BEGIN
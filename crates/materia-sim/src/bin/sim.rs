#![forbid(unsafe_code)]

use std::env;

use anyhow::{Result, bail};
use clap::Parser;
use materia_sim::{CampaignConfig, replay_seed, run_campaign};
use tracing_subscriber::{EnvFilter, fmt, prelude::*};

#[derive(Parser, Debug)]
#[command(
    author,
    version,
    about = "materia-sim: randomized session testing for the selection engine",
    long_about = None
)]
struct Cli {
    /// First seed to run.
    #[arg(long, default_value_t = 0)]
    seed_start: u64,

    /// Number of consecutive seeds to run.
    #[arg(long, default_value_t = 100)]
    seeds: u64,

    /// Event-loop steps per session.
    #[arg(long, default_value_t = 120)]
    steps: u64,

    /// Replay a single seed with its full trace instead of a campaign.
    #[arg(long)]
    replay: Option<u64>,

    /// Emit JSON output instead of human-readable text.
    #[arg(long)]
    json: bool,
}

impl Cli {
    fn campaign_config(&self) -> CampaignConfig {
        CampaignConfig {
            seed_range: self.seed_start..self.seed_start.saturating_add(self.seeds),
            steps: self.steps,
            ..CampaignConfig::default()
        }
    }
}

fn init_tracing() {
    let filter = EnvFilter::try_from_env("MATERIA_LOG").unwrap_or_else(|_| {
        EnvFilter::new(if env::var("DEBUG").is_ok() {
            "materia_core=debug,materia_sim=debug,info"
        } else {
            "materia_core=info,materia_sim=info,warn"
        })
    });

    let format = env::var("MATERIA_LOG_FORMAT").unwrap_or_else(|_| "compact".to_string());

    let registry = tracing_subscriber::registry().with(filter);

    match format.as_str() {
        "json" => {
            registry.with(fmt::layer().json().with_ansi(false)).init();
        }
        _ => {
            registry.with(fmt::layer().compact()).init();
        }
    }
}

fn run_replay(seed: u64, config: &CampaignConfig, json: bool) -> Result<()> {
    let report = replay_seed(seed, config)?;

    if json {
        println!("{}", serde_json::to_string_pretty(&report.to_json())?);
    } else {
        println!(
            "replay complete: seed={} steps={} version={} trace_events={} echoes_applied={}",
            report.result.seed,
            report.result.steps_run,
            report.result.final_version,
            report.result.trace.len(),
            report.result.counts.echoes_applied,
        );
        for violation in &report.violations {
            println!("  violation: {violation}");
        }
    }

    if !report.passed() {
        bail!(
            "seed {seed} violated {} invariant(s)",
            report.violations.len()
        );
    }
    Ok(())
}

fn run_full_campaign(config: &CampaignConfig, json: bool) -> Result<()> {
    let report = run_campaign(config)?;

    if json {
        println!("{}", serde_json::to_string_pretty(&report)?);
    } else {
        println!(
            "campaign complete: seeds={} passed={} contended={} echoes_applied={} saves={}",
            report.seeds_run,
            report.seeds_passed,
            report.seeds_with_contention,
            report.echoes_applied,
            report.saves_completed,
        );
        for failure in &report.failures {
            println!("seed {} failed:", failure.seed);
            for violation in &failure.violations {
                println!("  {violation}");
            }
        }
    }

    if let Some(seed) = report.first_failure {
        bail!("campaign failed; replay with --replay {seed}");
    }
    Ok(())
}

fn main() -> Result<()> {
    init_tracing();

    let cli = Cli::parse();
    let config = cli.campaign_config();

    match cli.replay {
        Some(seed) => run_replay(seed, &config, cli.json),
        None => run_full_campaign(&config, cli.json),
    }
}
END
» Goal of the exercise
Look through the entries and find each line that has the string "match". Copy those lines.

» Solved problem
    match format.as_str() {
    match cli.replay {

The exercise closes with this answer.